Contributions and Methodology

  • Generalization of AG Method: The paper's fundamental contribution is generalizing the AG method to nonconvex and stochastic contexts. The authors achieve this by introducing an appropriate framework where an aggressive stepsize policy can be uniformly applied, even if the problem is nonconvex.
  • Composite Optimization: The research considers composite optimization problems, which include both smooth and nonsmooth components. The authors assert that the AG method maintains its robust convergence rates by employing similar stepsize policies as it does in convex scenarios, particularly emphasizing its potential improvement in nonconvex settings.
  • Stochastic Approximation Methods: Developing new stochastic approximation methods based on the AG method, the authors show enhanced convergence properties for nonconvex stochastic optimization, which are superior to some existing methods.
  • Numerical Results and Assumptions: The paper includes rigorous mathematical proofs and assumptions that support the claims, such as boundedness assumptions and complexity bounds, thereby contributing significantly to the theoretical foundations of optimization in computer science.

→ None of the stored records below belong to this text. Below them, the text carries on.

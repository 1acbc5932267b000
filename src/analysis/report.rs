use crate::models::TickerRecord;

use super::round2;

/// Aggregate statistics over the successfully fetched records
#[derive(Debug, Clone, PartialEq)]
pub struct ScreeningSummary {
    pub total_analyzed: usize,
    pub meeting_criteria: usize,
    /// Mean revenue growth over records where it is present; absent when
    /// no record has a value
    pub avg_revenue_growth: Option<f64>,
    pub avg_earnings_growth: Option<f64>,
}

/// Presentation-ready view of a screening run
#[derive(Debug, Clone)]
pub struct ScreeningReport {
    /// Filtered and sorted success records, ready for display and export
    pub displayed: Vec<TickerRecord>,
    /// Records whose fetch failed, listed separately
    pub errors: Vec<TickerRecord>,
    pub summary: ScreeningSummary,
    /// True when the criteria filter matched nothing and the view fell
    /// back to showing every success record
    pub filter_fell_back: bool,
}

/// Partition, filter, sort and summarize raw screening records.
///
/// With `show_all` false only records meeting the criteria are displayed;
/// if none do, the view falls back to all success records. Display order
/// is revenue growth descending, records without a value last.
pub fn build_report(records: &[TickerRecord], show_all: bool) -> ScreeningReport {
    let (success, errors): (Vec<TickerRecord>, Vec<TickerRecord>) =
        records.iter().cloned().partition(|r| !r.is_error());

    let summary = summarize(&success);

    let mut filter_fell_back = false;
    let mut displayed: Vec<TickerRecord> = if show_all {
        success
    } else {
        let passing: Vec<TickerRecord> = success
            .iter()
            .filter(|r| r.meets_criteria)
            .cloned()
            .collect();
        if passing.is_empty() && !success.is_empty() {
            filter_fell_back = true;
            success
        } else {
            passing
        }
    };

    displayed.sort_by(|a, b| match (a.revenue_growth_pct, b.revenue_growth_pct) {
        (Some(left), Some(right)) => right
            .partial_cmp(&left)
            .unwrap_or(std::cmp::Ordering::Equal),
        (Some(_), None) => std::cmp::Ordering::Less,
        (None, Some(_)) => std::cmp::Ordering::Greater,
        (None, None) => std::cmp::Ordering::Equal,
    });

    ScreeningReport {
        displayed,
        errors,
        summary,
        filter_fell_back,
    }
}

fn summarize(success: &[TickerRecord]) -> ScreeningSummary {
    ScreeningSummary {
        total_analyzed: success.len(),
        meeting_criteria: success.iter().filter(|r| r.meets_criteria).count(),
        avg_revenue_growth: mean_of(success.iter().filter_map(|r| r.revenue_growth_pct)),
        avg_earnings_growth: mean_of(success.iter().filter_map(|r| r.earnings_growth_pct)),
    }
}

fn mean_of(values: impl Iterator<Item = f64>) -> Option<f64> {
    let values: Vec<f64> = values.collect();
    if values.is_empty() {
        None
    } else {
        Some(round2(values.iter().sum::<f64>() / values.len() as f64))
    }
}

/// Format an optional metric for display, `N/A` when undefined
pub fn format_metric(value: Option<f64>) -> String {
    value
        .map(|v| format!("{:.2}", v))
        .unwrap_or_else(|| "N/A".to_string())
}
extern crate bencher;

fn encrypt(b: &mut bencher::Bencher) {
    let key = [0u8; 16];
    let pt: Vec<u16> = "0123456789"
        .chars()
        .map(|c| c.to_digit(10).unwrap() as u16)
        .collect();
    b.iter(|| ff1fpe::encrypt(&key, &[], 10, &pt));
}

fn decrypt(b: &mut bencher::Bencher) {
    let key = [0u8; 16];
    let pt: Vec<u16> = "0123456789"
        .chars()
        .map(|c| c.to_digit(10).unwrap() as u16)
        .collect();
    let ct = ff1fpe::encrypt(&key, &[], 10, &pt).unwrap();
    b.iter(|| ff1fpe::decrypt(&key, &[], 10, &ct));
}

fn context(b: &mut bencher::Bencher) {
    let key = [0u8; 16];
    b.iter(|| ff1fpe::FF1::new(&key, None, 26, None).unwrap());
}

bencher::benchmark_group!(benches, context, encrypt, decrypt);
bencher::benchmark_main!(benches);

Implications and Future Work

This research has profound implications both in practical and theoretical aspects of optimization. Practically, it opens new possibilities for applying fast first-order methods to a broader range of large-scale optimization problems encountered in machine learning, particularly in areas involving sparse optimization and other nonconvex issues.

Theoretically, the paper provides a considerable improvement in our understanding of complexity bounds for nonconvex optimization and helps confirm that the AG method retains its accelerated pace even when expanded beyond convex settings. Future work may explore empirical evaluations of this modified AG method across various real-world applications, potentially leading to more refined strategies in stepsize determination and further enhancements to handle diverse problem classes in nonlinear programming.

By bridging the gap between the theoretically robust AG method and the nuances of nonconvex and stochastic programming, this paper paves the way for more efficient solution strategies in multi-faceted optimization landscapes.